# Windows 8.1 Update problems



## aliens64 (Sep 10, 2008)

Hi All,
I have done a complete re-install of windows 8.1 on a laptop and have managed to download and install most of the updates. However KB4054519 will not install. It keeps saying "We couldn’t complete the updates, Undoing changes, Don’t turn off your computer" I have tried installing this update via windows updates and also by downloading and installing as a stand alone update.
Anybody have any ideas of helps? Thanks. :banghead:


----------



## aliens64 (Sep 10, 2008)

Hi All, I am having the same problem with update KB3000850 now. Help needed.


----------



## spunk.funk (May 13, 2010)

Try these suggestions: https://answers.microsoft.com/en-us...1/0d7bc07d-0b14-4d53-b20b-8c92d502ef8c?auth=1


----------



## aliens64 (Sep 10, 2008)

Many thanks for your help. I have tried some of these but I will start again at item 1 and work through the list over the next day or so. I will post my results.


----------



## spunk.funk (May 13, 2010)

Start a Command Prompt as Admin
Type each of these commands and press enter after each one. Then restart your computer and try Windows Update again. 

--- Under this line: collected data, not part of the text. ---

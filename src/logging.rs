//! Logging setup shared by both tools.
//!
//! Diagnostics go through the `log` facade to stderr so they never mix with
//! the report printed on stdout. `RUST_LOG` overrides the default level.

use log::LevelFilter;

/// Log levels, from quietest to noisiest.
#[derive(Debug, Clone, Copy, PartialEq, Eq, Default)]
pub enum LogLevel {
    Nothing,
    Error,
    #[default]
    Warning,
    Info,
    Debug,
    All,
}

impl LogLevel {
    #[must_use]
    pub fn as_filter(self) -> LevelFilter {
        match self {
            LogLevel::Nothing => LevelFilter::Off,
            LogLevel::Error => LevelFilter::Error,
            LogLevel::Warning => LevelFilter::Warn,
            LogLevel::Info => LevelFilter::Info,
            LogLevel::Debug => LevelFilter::Debug,
            LogLevel::All => LevelFilter::Trace,
        }
    }
}

/// Install the stderr logger.
///
/// Calling this more than once is harmless; later calls are ignored.
pub fn init(level: LogLevel) {
    let _ = env_logger::Builder::new()
        .filter_level(level.as_filter())
        .parse_default_env()
        .format_timestamp(None)
        .try_init();
}

#[cfg(test)]
mod tests {
    use super::*;

    #[test]
    fn test_as_filter() {
        assert_eq!(LogLevel::Nothing.as_filter(), LevelFilter::Off);
        assert_eq!(LogLevel::Warning.as_filter(), LevelFilter::Warn);
        assert_eq!(LogLevel::All.as_filter(), LevelFilter::Trace);
    }

    #[test]
    fn test_init_twice() {
        init(LogLevel::Debug);
        init(LogLevel::Error);
        log::debug!("logger initialized");
    }
}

*sc config bits start=auto*
*sc config cryptsvc =auto*
*sc config trustedinstaller =auto 
*
*sc config weauserv=auto*


----------



## aliens64 (Sep 10, 2008)

Hi, I tried this and rebooted the laptop into a clean boot state. Tried just to install one of the updates, it seemed to install but when I restarted the laptop to complete, once again I got the error message "we couldn't complete the updates, undoing changes"


----------